O Tribunal Regional Eleitoral da Bahia (TRE-BA) iniciou na quinta-feira (17) a cerimônia de geração de mídias para as Eleições Gerais 2026. O procedimento ocorre nas 199 Zonas Eleitorais do estado e segue até esta sexta-feira (18). Em Salvador, a abertura dos trabalhos foi realizada na 1ª Zona Eleitoral, no Centro Administrativo da Bahia (CAB), sob a condução da desembargadora eleitoral Patrícia Didier.
De acordo com a desembargadora, a geração de mídias é uma das etapas de preparação das urnas eletrônicas para a votação. Durante o procedimento, são gravados em dispositivos específicos os dados dos sistemas operacional e de votação, a relação de eleitores de cada seção e a lista de candidatos, com nome, número e fotografia. Também são preparadas as mídias destinadas ao armazenamento dos resultados registrados pelas urnas.
O procedimento foi aberto ao público e pode ser acompanhado por representantes do Ministério Público, da Ordem dos Advogados do Brasil (OAB), de partidos políticos e coligações. A possibilidade de acompanhamento por essas instituições também integra as regras aplicáveis à geração das mídias.
Ao abrir a cerimônia em Salvador, Patrícia Didier afirmou que a publicidade das diferentes etapas de preparação das eleições está relacionada ao princípio da transparência adotado pela Justiça Eleitoral.
“Recebo a imprensa com o princípio que orienta toda a Justiça Eleitoral, o da transparência. O ato que hoje se inicia é o momento em que gravamos, à vista de todos e sob fiscalização, em formatos exclusivos da Justiça Eleitoral, os dados que cada urna utilizará no dia de votação”, declarou.
Segundo a desembargadora eleitoral, serão produzidas 78.978 mídias durante o procedimento na Bahia, sendo 740 de carga, 39.119 de votação e outras 39.119 de resultado.
Para as eleições deste ano, a Bahia contará com 39.744 urnas eletrônicas, das quais 5.141 serão utilizadas em Salvador, conforme dados divulgados pelo TRE-BA. Durante o discurso, Patrícia afirmou ainda que os equipamentos serão distribuídos pelos 417 municípios baianos para atender mais de 11,3 milhões de eleitores e que aproximadamente 170 mil colaboradores deverão participar da operação no dia da votação.
A desembargadora afirmou que a segurança do processo não depende de um único procedimento, mas de diferentes etapas de verificação.
“A segurança da urna não repousa apenas em um só mecanismo, mas numa cadeia auditável e verificável por terceiros”, afirmou.
Ela mencionou, entre esses procedimentos, a abertura do código-fonte dos sistemas para inspeção, o Teste Público de Segurança e a assinatura e lacração digital dos sistemas.
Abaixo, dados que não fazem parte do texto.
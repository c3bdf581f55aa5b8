use rand::{Rng, SeedableRng};
use rand_pcg::Pcg32;

#[cfg(feature = "serde")]
use serde::{Deserialize, Serialize};

use crate::error::BuildError;
use crate::sample::StereoSample;

#[cfg_attr(feature = "serde", derive(Serialize, Deserialize))]
#[derive(Debug, Clone, Copy, PartialEq)]
pub enum Waveform {
    Sine,
    Triangle,
    Square,
    Sawtooth,
    Noise,
}

/// Seed used when the caller does not care which noise sequence they get.
/// Runs are still repeatable: the same build always produces the same noise.
const DEFAULT_NOISE_SEED: u32 = 0x0C_A5_CA_DE;

/*
One phase accumulator serves every waveform: `phase` walks [0, 1) in steps
of frequency/sample_rate and each shape is a direct function of it. The
shapes are the naive ones (no band-limiting), so high fundamentals alias;
for a vocoder carrier bank topping out at 4 kHz that is the sound the
original engine had, not a defect to engineer away.

Noise ignores the phase and draws from a PCG32 stream seeded at
construction, which keeps whole-graph output reproducible tick for tick.
*/
pub struct Oscillator {
    waveform: Waveform,
    frequency: f64,
    sample_rate: f64,
    phase: f64,
    rng: Pcg32,
}

impl Oscillator {
    pub fn new(waveform: Waveform, frequency: f64, sample_rate: f64) -> Result<Self, BuildError> {
        if !sample_rate.is_finite() || sample_rate <= 0.0 {
            return Err(BuildError::InvalidSampleRate(sample_rate));
        }
        Ok(Self {
            waveform,
            frequency,
            sample_rate,
            phase: 0.0,
            rng: seeded_rng(DEFAULT_NOISE_SEED),
        })
    }

    /// Picks the noise stream. Distinct seeds give decorrelated noise when a
    /// patch layers several noise sources.
    pub fn with_seed(mut self, seed: u32) -> Self {
        self.rng = seeded_rng(seed);
        self
    }

    pub fn waveform(&self) -> Waveform {
        self.waveform
    }

    pub fn frequency(&self) -> f64 {
        self.frequency
    }

    /// A negative frequency runs the phase backwards.
    pub fn set_frequency(&mut self, frequency: f64) {
        self.frequency = frequency;
    }

    pub fn produce(&mut self) -> StereoSample {
        let value = match self.waveform {
            Waveform::Sine => (std::f64::consts::TAU * self.phase).sin(),
            Waveform::Triangle => 1.0 - 4.0 * (self.phase - 0.5).abs(),
            Waveform::Square => {
                if self.phase < 0.5 {
                    1.0
                } else {
                    -1.0
                }
            }
            Waveform::Sawtooth => 2.0 * self.phase - 1.0,
            Waveform::Noise => self.rng.gen_range(-1.0..=1.0),
        };

        self.phase += self.frequency / self.sample_rate;
        self.phase -= self.phase.floor();

        StereoSample::from_mono(value as f32)
    }

    pub fn reset(&mut self) {
        self.phase = 0.0;
    }
}

/// PCG32 wants 64 bits of state seed; duplicate the 32-bit seed into both
/// halves rather than zero-extending it.
fn seeded_rng(seed: u32) -> Pcg32 {
    let seed64 = u64::from(seed) | (u64::from(seed) << 32);
    Pcg32::seed_from_u64(seed64)
}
Ela também citou etapas previstas para o próprio dia da eleição, como a emissão da zerésima antes do início da votação e do boletim de urna ao final dos trabalhos.
“A Justiça Eleitoral, ela não pede confiança, ela a demonstra etapa por etapa”, disse.
A magistrada afirmou ainda que, neste ano, a urna eletrônica completa 30 anos e declarou que, nesse período, não houve comprovação de fraude capaz de comprometer resultados eleitorais.
Após a conclusão da geração das mídias, os dispositivos permanecem reservados para a etapa seguinte de preparação. De acordo com o TRE-BA, as mídias ficam armazenadas até a cerimônia de carga e lacração das urnas.
Segundo a desembargadora, a carga e lacração dos equipamentos ocorrerá em todo o estado entre 21 de setembro e 1º de outubro. Em Salvador, uma das cerimônias está prevista para o dia 22 de setembro.
Durante o discurso, a magistrada também abordou o enfrentamento à desinformação e citou o avanço da inteligência artificial como um dos elementos que ampliam o desafio de informar a população sobre o processo eleitoral.
“Vivemos um tempo em que a desinformação se renova e agora ainda está potencializada pela inteligência artificial. E é precisamente aí que a Justiça Eleitoral atua e faz o que os senhores hoje testemunham. Mostra etapa por etapa e informa o eleitor”, afirmou.
Ela mencionou ainda medidas adotadas pelo TRE-BA ao longo da preparação para as eleições, entre elas um pacto de integridade com partidos políticos e parcerias com forças de segurança do Estado.
Ao encerrar a cerimônia, a desembargadora afirmou que as ações desenvolvidas pelo tribunal têm como objetivo garantir condições para o exercício do voto.
“Tudo aqui converge para uma única finalidade, que cada voto seja a expressão livre e soberana da vontade do povo baiano e brasileiro. O Tribunal Regional Eleitoral da Bahia está preparado técnica e institucionalmente para entregar à Bahia eleições seguras, transparentes e serenas”, declarou.